• WHAT IS BEING ASKED
Write out the following listing's lines from the one with "and restores the" to the one with "let (mut sigterm, mut", exactly, with both included and no others.
━━ SUPPLIED RECORDS
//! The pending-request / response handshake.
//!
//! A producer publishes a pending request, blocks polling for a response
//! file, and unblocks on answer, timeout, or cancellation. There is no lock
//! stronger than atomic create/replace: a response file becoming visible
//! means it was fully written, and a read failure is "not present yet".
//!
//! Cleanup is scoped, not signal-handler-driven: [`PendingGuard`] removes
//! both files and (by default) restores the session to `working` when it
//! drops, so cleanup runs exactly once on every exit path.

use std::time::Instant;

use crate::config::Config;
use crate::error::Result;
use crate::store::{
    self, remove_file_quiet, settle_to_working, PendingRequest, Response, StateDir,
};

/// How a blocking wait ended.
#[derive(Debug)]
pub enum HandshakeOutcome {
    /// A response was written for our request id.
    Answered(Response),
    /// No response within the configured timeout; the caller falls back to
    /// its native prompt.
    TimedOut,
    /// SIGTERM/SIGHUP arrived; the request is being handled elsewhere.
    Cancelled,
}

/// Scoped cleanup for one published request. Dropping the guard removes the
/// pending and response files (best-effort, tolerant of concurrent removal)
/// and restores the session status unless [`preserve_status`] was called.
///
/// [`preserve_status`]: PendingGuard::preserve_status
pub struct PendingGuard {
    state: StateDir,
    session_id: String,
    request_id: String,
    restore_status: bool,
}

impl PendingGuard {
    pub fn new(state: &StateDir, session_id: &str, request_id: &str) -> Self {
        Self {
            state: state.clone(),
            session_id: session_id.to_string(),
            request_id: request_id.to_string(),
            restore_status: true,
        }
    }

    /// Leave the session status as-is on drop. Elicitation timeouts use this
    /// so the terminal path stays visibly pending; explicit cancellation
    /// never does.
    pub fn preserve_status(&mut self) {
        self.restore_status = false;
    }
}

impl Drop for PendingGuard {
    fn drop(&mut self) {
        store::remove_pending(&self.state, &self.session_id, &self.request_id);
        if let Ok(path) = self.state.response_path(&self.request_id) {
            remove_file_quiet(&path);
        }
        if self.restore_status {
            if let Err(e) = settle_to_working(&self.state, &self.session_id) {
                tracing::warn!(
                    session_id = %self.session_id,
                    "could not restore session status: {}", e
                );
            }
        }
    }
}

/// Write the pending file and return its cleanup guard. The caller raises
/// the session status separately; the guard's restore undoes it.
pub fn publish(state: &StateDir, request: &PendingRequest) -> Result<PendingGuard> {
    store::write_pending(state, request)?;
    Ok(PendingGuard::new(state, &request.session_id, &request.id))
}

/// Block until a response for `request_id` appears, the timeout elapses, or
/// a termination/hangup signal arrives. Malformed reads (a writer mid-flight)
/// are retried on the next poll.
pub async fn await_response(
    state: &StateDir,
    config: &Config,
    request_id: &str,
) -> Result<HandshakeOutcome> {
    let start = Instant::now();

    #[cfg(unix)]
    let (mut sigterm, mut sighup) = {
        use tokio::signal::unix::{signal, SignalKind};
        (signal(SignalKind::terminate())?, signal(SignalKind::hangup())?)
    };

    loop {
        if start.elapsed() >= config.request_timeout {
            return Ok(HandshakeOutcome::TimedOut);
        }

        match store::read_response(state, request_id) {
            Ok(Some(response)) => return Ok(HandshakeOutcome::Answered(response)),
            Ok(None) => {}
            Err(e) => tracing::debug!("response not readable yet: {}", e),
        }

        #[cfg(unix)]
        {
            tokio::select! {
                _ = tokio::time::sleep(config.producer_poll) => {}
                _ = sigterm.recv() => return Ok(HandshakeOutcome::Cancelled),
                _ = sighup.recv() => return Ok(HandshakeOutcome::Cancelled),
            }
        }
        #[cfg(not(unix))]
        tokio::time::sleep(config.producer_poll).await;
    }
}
━━━━
• TASK RESPONSE
/// and restores the session status unless [`preserve_status`] was called.
///
/// [`preserve_status`]: PendingGuard::preserve_status
pub struct PendingGuard {
    state: StateDir,
    session_id: String,
    request_id: String,
    restore_status: bool,
}

impl PendingGuard {
    pub fn new(state: &StateDir, session_id: &str, request_id: &str) -> Self {
        Self {
            state: state.clone(),
            session_id: session_id.to_string(),
            request_id: request_id.to_string(),
            restore_status: true,
        }
    }

    /// Leave the session status as-is on drop. Elicitation timeouts use this
    /// so the terminal path stays visibly pending; explicit cancellation
    /// never does.
    pub fn preserve_status(&mut self) {
        self.restore_status = false;
    }
}

impl Drop for PendingGuard {
    fn drop(&mut self) {
        store::remove_pending(&self.state, &self.session_id, &self.request_id);
        if let Ok(path) = self.state.response_path(&self.request_id) {
            remove_file_quiet(&path);
        }
        if self.restore_status {
            if let Err(e) = settle_to_working(&self.state, &self.session_id) {
                tracing::warn!(
                    session_id = %self.session_id,
                    "could not restore session status: {}", e
                );
            }
        }
    }
}

/// Write the pending file and return its cleanup guard. The caller raises
/// the session status separately; the guard's restore undoes it.
pub fn publish(state: &StateDir, request: &PendingRequest) -> Result<PendingGuard> {
    store::write_pending(state, request)?;
    Ok(PendingGuard::new(state, &request.session_id, &request.id))
}

/// Block until a response for `request_id` appears, the timeout elapses, or
/// a termination/hangup signal arrives. Malformed reads (a writer mid-flight)
/// are retried on the next poll.
pub async fn await_response(
    state: &StateDir,
    config: &Config,
    request_id: &str,
) -> Result<HandshakeOutcome> {
    let start = Instant::now();

    #[cfg(unix)]
    let (mut sigterm, mut sighup) = {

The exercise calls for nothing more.